**Required action**: Below are some records; quote exactly the lines from the one that contains "#[derive(Debug, Clone, PartialEq, Eq, Serialize, Deserialize)]" through the one that contains "Justify::default().to_string()", inclusive, and no others.

(Supplied entries Opens)

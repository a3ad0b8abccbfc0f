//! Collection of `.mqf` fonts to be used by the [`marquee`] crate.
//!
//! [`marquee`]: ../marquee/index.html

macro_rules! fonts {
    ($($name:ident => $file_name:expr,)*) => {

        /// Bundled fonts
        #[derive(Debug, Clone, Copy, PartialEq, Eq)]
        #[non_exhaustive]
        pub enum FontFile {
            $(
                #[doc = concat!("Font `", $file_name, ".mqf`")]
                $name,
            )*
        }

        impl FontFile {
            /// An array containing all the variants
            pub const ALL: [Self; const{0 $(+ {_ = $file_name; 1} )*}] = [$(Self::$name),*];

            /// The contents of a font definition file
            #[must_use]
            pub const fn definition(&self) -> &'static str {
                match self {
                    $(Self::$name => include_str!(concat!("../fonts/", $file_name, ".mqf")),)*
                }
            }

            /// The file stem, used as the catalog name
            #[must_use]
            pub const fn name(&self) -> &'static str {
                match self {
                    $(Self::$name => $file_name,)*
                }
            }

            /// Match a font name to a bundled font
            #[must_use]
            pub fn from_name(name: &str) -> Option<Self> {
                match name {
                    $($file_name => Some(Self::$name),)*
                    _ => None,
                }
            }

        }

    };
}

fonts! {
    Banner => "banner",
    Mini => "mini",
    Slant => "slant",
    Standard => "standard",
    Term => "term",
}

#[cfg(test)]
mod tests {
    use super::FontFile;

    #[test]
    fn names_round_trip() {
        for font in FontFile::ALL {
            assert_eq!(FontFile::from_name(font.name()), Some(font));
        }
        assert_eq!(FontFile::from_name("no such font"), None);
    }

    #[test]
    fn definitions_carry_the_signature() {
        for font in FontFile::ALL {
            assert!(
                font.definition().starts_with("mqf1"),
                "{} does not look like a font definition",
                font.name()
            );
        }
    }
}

(Supplied entries Closes)
(Supplied entries Opens)

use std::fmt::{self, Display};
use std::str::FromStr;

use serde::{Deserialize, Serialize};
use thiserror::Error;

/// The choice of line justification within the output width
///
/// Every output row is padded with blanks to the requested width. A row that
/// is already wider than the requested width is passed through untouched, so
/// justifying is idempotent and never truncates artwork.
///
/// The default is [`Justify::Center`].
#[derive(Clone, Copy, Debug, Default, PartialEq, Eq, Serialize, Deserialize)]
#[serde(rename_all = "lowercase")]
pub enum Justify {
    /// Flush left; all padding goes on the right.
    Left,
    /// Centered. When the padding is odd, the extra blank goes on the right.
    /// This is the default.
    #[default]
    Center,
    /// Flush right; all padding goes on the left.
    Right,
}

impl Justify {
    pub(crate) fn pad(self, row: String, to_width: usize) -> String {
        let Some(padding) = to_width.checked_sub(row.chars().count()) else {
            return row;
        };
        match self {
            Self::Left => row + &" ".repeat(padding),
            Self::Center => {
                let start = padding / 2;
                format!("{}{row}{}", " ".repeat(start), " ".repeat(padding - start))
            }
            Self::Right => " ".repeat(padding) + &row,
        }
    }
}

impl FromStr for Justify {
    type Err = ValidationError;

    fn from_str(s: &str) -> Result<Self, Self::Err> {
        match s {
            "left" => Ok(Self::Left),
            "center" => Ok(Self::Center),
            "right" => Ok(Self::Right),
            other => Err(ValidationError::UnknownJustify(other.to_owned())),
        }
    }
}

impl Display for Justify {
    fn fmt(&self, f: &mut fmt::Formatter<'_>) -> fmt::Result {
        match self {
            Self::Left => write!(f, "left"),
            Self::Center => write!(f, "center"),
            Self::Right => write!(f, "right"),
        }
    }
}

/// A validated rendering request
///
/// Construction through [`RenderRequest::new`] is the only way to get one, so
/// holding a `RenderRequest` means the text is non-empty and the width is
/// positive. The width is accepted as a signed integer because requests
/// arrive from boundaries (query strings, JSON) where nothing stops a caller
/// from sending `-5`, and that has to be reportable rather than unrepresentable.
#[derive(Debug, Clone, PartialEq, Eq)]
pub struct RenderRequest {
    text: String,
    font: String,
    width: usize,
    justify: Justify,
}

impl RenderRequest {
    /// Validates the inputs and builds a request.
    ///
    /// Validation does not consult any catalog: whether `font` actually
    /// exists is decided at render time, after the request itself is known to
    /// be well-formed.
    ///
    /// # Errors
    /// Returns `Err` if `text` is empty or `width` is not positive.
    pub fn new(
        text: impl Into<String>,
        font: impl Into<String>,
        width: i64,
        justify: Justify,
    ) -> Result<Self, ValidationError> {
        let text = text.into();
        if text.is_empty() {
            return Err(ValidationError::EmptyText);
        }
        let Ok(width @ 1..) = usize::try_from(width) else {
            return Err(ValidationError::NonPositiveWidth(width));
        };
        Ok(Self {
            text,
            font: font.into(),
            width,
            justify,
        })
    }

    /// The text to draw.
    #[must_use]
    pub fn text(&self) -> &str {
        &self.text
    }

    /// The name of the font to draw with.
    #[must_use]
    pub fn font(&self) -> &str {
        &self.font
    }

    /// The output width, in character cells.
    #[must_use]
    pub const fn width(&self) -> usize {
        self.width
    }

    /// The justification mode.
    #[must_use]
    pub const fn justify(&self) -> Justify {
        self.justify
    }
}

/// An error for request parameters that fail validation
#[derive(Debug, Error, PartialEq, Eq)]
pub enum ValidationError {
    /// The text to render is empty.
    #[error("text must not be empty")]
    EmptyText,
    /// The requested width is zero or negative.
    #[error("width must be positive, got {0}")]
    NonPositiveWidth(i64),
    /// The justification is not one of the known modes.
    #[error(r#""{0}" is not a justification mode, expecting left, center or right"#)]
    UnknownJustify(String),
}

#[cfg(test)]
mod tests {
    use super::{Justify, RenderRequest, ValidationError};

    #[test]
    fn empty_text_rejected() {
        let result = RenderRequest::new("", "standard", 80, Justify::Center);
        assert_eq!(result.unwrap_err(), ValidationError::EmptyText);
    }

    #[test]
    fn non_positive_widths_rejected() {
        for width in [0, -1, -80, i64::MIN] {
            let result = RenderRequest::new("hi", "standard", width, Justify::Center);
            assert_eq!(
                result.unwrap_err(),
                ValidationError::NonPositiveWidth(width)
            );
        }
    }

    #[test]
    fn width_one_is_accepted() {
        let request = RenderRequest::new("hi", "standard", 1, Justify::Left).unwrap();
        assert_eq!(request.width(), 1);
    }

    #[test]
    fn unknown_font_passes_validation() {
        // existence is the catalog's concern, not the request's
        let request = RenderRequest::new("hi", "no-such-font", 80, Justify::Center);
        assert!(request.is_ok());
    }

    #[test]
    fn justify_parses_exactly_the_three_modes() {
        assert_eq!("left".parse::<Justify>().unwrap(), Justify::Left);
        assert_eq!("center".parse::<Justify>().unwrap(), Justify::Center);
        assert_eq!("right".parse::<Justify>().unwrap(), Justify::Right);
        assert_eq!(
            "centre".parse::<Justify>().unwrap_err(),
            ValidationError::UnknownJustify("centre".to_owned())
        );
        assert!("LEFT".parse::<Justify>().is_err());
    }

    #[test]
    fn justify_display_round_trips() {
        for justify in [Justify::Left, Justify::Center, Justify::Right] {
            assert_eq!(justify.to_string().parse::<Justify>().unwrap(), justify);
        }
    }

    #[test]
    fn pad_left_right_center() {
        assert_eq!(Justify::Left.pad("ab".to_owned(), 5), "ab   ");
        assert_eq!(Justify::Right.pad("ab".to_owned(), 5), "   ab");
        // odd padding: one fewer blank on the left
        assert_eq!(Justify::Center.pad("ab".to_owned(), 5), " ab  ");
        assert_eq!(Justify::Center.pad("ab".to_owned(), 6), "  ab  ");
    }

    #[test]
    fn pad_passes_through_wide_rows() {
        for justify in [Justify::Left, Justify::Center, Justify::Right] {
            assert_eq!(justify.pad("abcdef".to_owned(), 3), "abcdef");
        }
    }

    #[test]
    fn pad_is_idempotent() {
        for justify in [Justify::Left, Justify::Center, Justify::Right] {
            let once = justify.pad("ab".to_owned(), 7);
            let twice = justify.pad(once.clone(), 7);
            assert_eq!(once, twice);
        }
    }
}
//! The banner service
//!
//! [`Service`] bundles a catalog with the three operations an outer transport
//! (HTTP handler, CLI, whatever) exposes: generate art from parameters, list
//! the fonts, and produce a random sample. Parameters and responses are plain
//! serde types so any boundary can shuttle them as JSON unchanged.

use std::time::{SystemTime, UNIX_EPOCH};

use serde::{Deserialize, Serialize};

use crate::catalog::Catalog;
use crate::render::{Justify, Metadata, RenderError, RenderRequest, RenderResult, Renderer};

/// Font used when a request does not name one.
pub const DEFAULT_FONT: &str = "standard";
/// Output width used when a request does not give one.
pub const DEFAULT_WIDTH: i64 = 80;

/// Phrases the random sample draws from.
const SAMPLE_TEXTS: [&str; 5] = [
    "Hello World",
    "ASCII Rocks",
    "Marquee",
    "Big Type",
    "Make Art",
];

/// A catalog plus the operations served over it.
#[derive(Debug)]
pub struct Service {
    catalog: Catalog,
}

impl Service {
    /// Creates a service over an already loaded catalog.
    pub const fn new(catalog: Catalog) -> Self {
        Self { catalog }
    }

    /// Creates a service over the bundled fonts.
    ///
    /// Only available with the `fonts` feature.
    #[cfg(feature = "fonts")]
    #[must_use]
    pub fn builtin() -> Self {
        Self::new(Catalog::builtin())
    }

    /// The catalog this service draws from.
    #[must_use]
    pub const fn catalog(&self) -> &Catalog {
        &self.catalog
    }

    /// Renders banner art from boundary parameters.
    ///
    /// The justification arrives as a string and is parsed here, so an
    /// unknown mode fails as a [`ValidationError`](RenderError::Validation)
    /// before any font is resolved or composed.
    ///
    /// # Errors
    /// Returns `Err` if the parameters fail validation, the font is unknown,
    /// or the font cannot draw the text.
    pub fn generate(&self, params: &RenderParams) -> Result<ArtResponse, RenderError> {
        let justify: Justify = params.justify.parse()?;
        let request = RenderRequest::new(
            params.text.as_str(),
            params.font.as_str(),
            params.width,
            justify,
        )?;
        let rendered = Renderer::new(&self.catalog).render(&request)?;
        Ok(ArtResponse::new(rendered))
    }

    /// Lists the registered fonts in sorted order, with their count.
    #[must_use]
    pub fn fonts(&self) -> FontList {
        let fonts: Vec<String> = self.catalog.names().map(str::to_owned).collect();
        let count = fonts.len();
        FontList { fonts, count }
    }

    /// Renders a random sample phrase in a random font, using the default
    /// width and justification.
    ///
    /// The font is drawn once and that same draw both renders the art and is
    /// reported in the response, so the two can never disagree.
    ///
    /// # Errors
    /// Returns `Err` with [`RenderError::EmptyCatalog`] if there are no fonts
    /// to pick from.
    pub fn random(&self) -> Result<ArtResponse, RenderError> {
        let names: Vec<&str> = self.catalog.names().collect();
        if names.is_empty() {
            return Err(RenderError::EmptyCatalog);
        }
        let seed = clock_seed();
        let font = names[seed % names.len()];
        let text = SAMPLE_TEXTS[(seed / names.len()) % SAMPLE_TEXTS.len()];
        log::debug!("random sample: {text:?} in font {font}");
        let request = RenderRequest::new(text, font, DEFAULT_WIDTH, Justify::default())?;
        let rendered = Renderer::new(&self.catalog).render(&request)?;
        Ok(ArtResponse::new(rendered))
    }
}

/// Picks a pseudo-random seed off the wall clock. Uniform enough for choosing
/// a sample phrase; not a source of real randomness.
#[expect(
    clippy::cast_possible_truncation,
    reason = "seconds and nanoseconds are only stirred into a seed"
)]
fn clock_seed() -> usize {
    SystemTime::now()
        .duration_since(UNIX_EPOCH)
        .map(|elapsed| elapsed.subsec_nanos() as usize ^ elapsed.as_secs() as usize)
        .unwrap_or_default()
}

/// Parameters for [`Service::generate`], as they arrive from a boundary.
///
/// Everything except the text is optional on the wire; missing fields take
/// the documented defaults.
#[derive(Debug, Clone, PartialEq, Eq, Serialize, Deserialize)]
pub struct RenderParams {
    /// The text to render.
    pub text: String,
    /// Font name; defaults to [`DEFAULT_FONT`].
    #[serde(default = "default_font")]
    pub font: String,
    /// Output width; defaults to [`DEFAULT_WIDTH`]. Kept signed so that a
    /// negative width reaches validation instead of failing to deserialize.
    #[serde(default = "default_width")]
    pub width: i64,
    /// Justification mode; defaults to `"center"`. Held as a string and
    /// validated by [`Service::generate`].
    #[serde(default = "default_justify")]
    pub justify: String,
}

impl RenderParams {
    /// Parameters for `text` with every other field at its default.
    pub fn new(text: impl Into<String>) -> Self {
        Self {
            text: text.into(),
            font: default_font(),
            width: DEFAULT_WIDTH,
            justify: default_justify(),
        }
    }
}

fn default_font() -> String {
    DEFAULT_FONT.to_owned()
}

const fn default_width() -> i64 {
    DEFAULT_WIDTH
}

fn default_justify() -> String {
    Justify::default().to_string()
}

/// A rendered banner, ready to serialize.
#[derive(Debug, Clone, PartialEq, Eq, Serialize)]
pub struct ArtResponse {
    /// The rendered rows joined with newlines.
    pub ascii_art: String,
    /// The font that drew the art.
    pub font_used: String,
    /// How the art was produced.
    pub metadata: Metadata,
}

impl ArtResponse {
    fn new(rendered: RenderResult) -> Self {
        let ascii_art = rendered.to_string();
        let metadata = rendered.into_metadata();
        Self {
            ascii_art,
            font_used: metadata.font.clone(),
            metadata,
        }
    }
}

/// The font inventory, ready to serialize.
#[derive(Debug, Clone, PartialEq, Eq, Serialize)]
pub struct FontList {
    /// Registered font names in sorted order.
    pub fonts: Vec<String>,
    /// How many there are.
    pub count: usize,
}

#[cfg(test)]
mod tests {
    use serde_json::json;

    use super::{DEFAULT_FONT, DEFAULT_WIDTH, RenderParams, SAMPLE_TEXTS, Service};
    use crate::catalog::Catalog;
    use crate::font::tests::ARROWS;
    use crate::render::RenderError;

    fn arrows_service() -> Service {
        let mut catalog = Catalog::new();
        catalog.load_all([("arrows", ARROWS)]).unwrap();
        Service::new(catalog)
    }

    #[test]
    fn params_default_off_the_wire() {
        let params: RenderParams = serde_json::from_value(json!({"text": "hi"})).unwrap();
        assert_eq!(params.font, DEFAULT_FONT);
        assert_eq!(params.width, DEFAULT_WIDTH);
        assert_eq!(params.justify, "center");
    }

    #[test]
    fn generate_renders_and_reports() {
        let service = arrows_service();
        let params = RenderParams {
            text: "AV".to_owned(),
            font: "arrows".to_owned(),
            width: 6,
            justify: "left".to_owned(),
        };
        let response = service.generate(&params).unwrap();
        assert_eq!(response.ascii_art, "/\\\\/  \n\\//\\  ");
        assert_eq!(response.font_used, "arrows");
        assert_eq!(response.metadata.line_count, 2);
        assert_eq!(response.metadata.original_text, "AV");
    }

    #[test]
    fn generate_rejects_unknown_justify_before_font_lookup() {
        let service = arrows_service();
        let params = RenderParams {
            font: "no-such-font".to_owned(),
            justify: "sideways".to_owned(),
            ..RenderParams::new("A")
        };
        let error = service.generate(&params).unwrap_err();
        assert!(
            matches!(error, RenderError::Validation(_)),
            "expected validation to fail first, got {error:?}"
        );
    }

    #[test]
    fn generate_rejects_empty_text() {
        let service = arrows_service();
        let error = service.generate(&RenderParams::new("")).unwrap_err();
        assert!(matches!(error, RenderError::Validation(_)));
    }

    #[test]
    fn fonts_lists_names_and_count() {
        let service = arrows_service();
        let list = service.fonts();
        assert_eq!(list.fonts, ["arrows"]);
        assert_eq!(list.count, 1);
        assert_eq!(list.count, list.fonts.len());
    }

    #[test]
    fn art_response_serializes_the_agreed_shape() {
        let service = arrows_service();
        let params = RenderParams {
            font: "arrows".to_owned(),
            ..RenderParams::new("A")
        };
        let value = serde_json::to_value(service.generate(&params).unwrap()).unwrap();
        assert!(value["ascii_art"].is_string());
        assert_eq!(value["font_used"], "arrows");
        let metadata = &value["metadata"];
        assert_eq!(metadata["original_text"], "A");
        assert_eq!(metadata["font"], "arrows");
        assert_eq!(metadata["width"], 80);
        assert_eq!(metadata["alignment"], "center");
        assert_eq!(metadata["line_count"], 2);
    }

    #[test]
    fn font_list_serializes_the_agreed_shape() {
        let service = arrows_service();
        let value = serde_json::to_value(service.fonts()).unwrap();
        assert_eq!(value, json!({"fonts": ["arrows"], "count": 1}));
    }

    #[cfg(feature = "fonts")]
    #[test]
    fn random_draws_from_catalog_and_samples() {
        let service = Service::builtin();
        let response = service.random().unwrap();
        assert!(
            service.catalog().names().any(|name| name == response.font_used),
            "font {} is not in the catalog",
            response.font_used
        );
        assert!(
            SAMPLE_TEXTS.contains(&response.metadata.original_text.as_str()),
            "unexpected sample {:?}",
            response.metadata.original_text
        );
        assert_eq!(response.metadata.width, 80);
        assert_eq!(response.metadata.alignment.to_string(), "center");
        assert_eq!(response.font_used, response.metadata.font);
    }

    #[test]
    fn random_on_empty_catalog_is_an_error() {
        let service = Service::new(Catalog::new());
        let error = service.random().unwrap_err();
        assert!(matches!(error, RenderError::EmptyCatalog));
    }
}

(Supplied entries Closes)

**Your solution**:
#[derive(Debug, Clone, PartialEq, Eq, Serialize, Deserialize)]
pub struct RenderParams {
    /// The text to render.
    pub text: String,
    /// Font name; defaults to [`DEFAULT_FONT`].
    #[serde(default = "default_font")]
    pub font: String,
    /// Output width; defaults to [`DEFAULT_WIDTH`]. Kept signed so that a
    /// negative width reaches validation instead of failing to deserialize.
    #[serde(default = "default_width")]
    pub width: i64,
    /// Justification mode; defaults to `"center"`. Held as a string and
    /// validated by [`Service::generate`].
    #[serde(default = "default_justify")]
    pub justify: String,
}

impl RenderParams {
    /// Parameters for `text` with every other field at its default.
    pub fn new(text: impl Into<String>) -> Self {
        Self {
            text: text.into(),
            font: default_font(),
            width: DEFAULT_WIDTH,
            justify: default_justify(),
        }
    }
}

fn default_font() -> String {
    DEFAULT_FONT.to_owned()
}

const fn default_width() -> i64 {
    DEFAULT_WIDTH
}

fn default_justify() -> String {
    Justify::default().to_string()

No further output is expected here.